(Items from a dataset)
+ + + + + + +

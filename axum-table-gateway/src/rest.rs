//! PostgREST proxy gateway
//!
//! Forwards operations to a hosted PostgREST-style endpoint (for example a
//! Supabase project) instead of running SQL. Filters become `col=eq.<value>`
//! query parameters. Column names are not checked against the identifier
//! pattern here; the remote service resolves them against its own schema.
//! The mass-mutation gate still runs locally, before any request is sent.

use async_trait::async_trait;
use reqwest::header::{HeaderValue, CONTENT_RANGE};
use reqwest::{Method, RequestBuilder, Response};
use serde_json::Value;
use url::{form_urlencoded, Url};

use crate::database::traits::DatabaseError;
use crate::gateway::TableGateway;
use crate::schema::{FieldSet, FilterSet, Mutation, MutationResult, Write};
use crate::{Error, Result};

/// Gateway that proxies to a PostgREST endpoint
pub struct RestGateway {
    client: reqwest::Client,
    base_url: Url,
    api_key: String,
    schema: String,
}

impl RestGateway {
    /// Create a gateway for the project at `base_url`
    ///
    /// Requests go to `{base_url}/rest/v1/{table}`. The key is sent both as
    /// the `apikey` header and as a bearer token.
    pub fn new(base_url: Url, api_key: impl Into<String>) -> Self {
        Self {
            client: reqwest::Client::new(),
            base_url,
            api_key: api_key.into(),
            schema: "public".to_string(),
        }
    }

    /// Schema exposed through `Accept-Profile` / `Content-Profile`
    pub fn with_schema(mut self, schema: impl Into<String>) -> Self {
        self.schema = schema.into();
        self
    }

    pub fn with_client(mut self, client: reqwest::Client) -> Self {
        self.client = client;
        self
    }

    fn endpoint(&self, table: Option<&str>, query: &str) -> Result<Url> {
        let mut url = self.base_url.clone();
        {
            let mut segments = url.path_segments_mut().map_err(|_| {
                DatabaseError::Transport(format!("{} cannot be used as a base URL", self.base_url))
            })?;
            segments.pop_if_empty().extend(["rest", "v1"]);
            match table {
                Some(table) => {
                    segments.push(table);
                }
                None => {
                    segments.push("");
                }
            }
        }
        url.set_query((!query.is_empty()).then_some(query));
        Ok(url)
    }

    fn request(&self, method: Method, url: Url) -> RequestBuilder {
        self.client
            .request(method, url)
            .header("apikey", &self.api_key)
            .bearer_auth(&self.api_key)
            .header("Accept-Profile", &self.schema)
            .header("Content-Profile", &self.schema)
    }

    async fn send(&self, request: RequestBuilder) -> Result<(Vec<Value>, Option<u64>)> {
        let response = request.send().await.map_err(DatabaseError::from)?;
        let response = error_for_status(response).await?;

        let total = response
            .headers()
            .get(CONTENT_RANGE)
            .and_then(content_range_total);
        let rows: Vec<Value> = response.json().await.map_err(DatabaseError::from)?;

        Ok((rows, total))
    }

    async fn mutate(&self, method: Method, table: &str, filters: &FilterSet, data: Option<&FieldSet>) -> Result<MutationResult> {
        let url = self.endpoint(Some(table), &filter_query(filters))?;
        let mut request = self
            .request(method, url)
            .header("Prefer", "return=representation,count=exact");
        if let Some(data) = data {
            request = request.json(data);
        }

        let (rows, total) = self.send(request).await?;
        let rows_affected = total.unwrap_or(rows.len() as u64);

        Ok(MutationResult {
            rows,
            rows_affected,
        })
    }
}

/// Encode filters as `col=eq.<value>` pairs joined by `&`
///
/// Both the column and the value are form-urlencoded.
pub fn filter_query(filters: &FilterSet) -> String {
    filters
        .iter()
        .map(|(column, value)| {
            format!(
                "{}=eq.{}",
                encode_component(column),
                encode_component(&value.to_filter_text())
            )
        })
        .collect::<Vec<_>>()
        .join("&")
}

fn encode_component(component: &str) -> String {
    form_urlencoded::byte_serialize(component.as_bytes()).collect()
}

/// Total from a `Content-Range` header such as `0-4/5` or `*/0`
fn content_range_total(header: &HeaderValue) -> Option<u64> {
    let (_, total) = header.to_str().ok()?.rsplit_once('/')?;
    total.parse().ok()
}

pub(crate) async fn error_for_status(response: Response) -> Result<Response> {
    let status = response.status();
    if status.is_success() {
        return Ok(response);
    }

    let body = response.text().await.unwrap_or_default();
    let message = serde_json::from_str::<Value>(&body)
        .ok()
        .and_then(|value| value.get("message").and_then(Value::as_str).map(str::to_string))
        .unwrap_or(body);

    Err(DatabaseError::Remote {
        status: status.as_u16(),
        message,
    }
    .into())
}

fn require_table(table: &str) -> Result<()> {
    if table.is_empty() {
        return Err(Error::InvalidIdentifier(String::new()));
    }
    Ok(())
}

#[async_trait]
impl TableGateway for RestGateway {
    async fn select(&self, table: &str, filters: &FilterSet, limit: Option<u64>) -> Result<Vec<Value>> {
        require_table(table)?;

        let mut query = vec!["select=*".to_string()];
        if !filters.is_empty() {
            query.push(filter_query(filters));
        }
        if let Some(limit) = limit {
            query.push(format!("limit={}", limit));
        }

        let url = self.endpoint(Some(table), &query.join("&"))?;
        let (rows, _) = self.send(self.request(Method::GET, url)).await?;
        Ok(rows)
    }

    async fn insert(&self, table: &str, data: &FieldSet) -> Result<Vec<Value>> {
        require_table(table)?;
        if data.is_empty() {
            return Err(Error::MissingData(Write::Insert));
        }

        let url = self.endpoint(Some(table), "")?;
        let request = self
            .request(Method::POST, url)
            .header("Prefer", "return=representation")
            .json(data);

        let (rows, _) = self.send(request).await?;
        Ok(rows)
    }

    async fn update(&self, table: &str, data: &FieldSet, filters: &FilterSet) -> Result<MutationResult> {
        require_table(table)?;
        if filters.is_empty() {
            return Err(Error::MissingFilter(Mutation::Update));
        }
        if data.is_empty() {
            return Err(Error::MissingData(Write::Update));
        }

        self.mutate(Method::PATCH, table, filters, Some(data)).await
    }

    async fn delete(&self, table: &str, filters: &FilterSet) -> Result<MutationResult> {
        require_table(table)?;
        if filters.is_empty() {
            return Err(Error::MissingFilter(Mutation::Delete));
        }

        self.mutate(Method::DELETE, table, filters, None).await
    }

    async fn ping(&self) -> Result<()> {
        let url = self.endpoint(None, "")?;
        let response = self
            .request(Method::GET, url)
            .send()
            .await
            .map_err(DatabaseError::from)?;
        error_for_status(response).await?;
        Ok(())
    }
}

+ + + + + + +

→ ASSIGNED TASK
Find the lines in the records that contain the word "apikey", then copy every one of them.

→ RESULT
    /// the `apikey` header and as a bearer token.
            .header("apikey", &self.api_key)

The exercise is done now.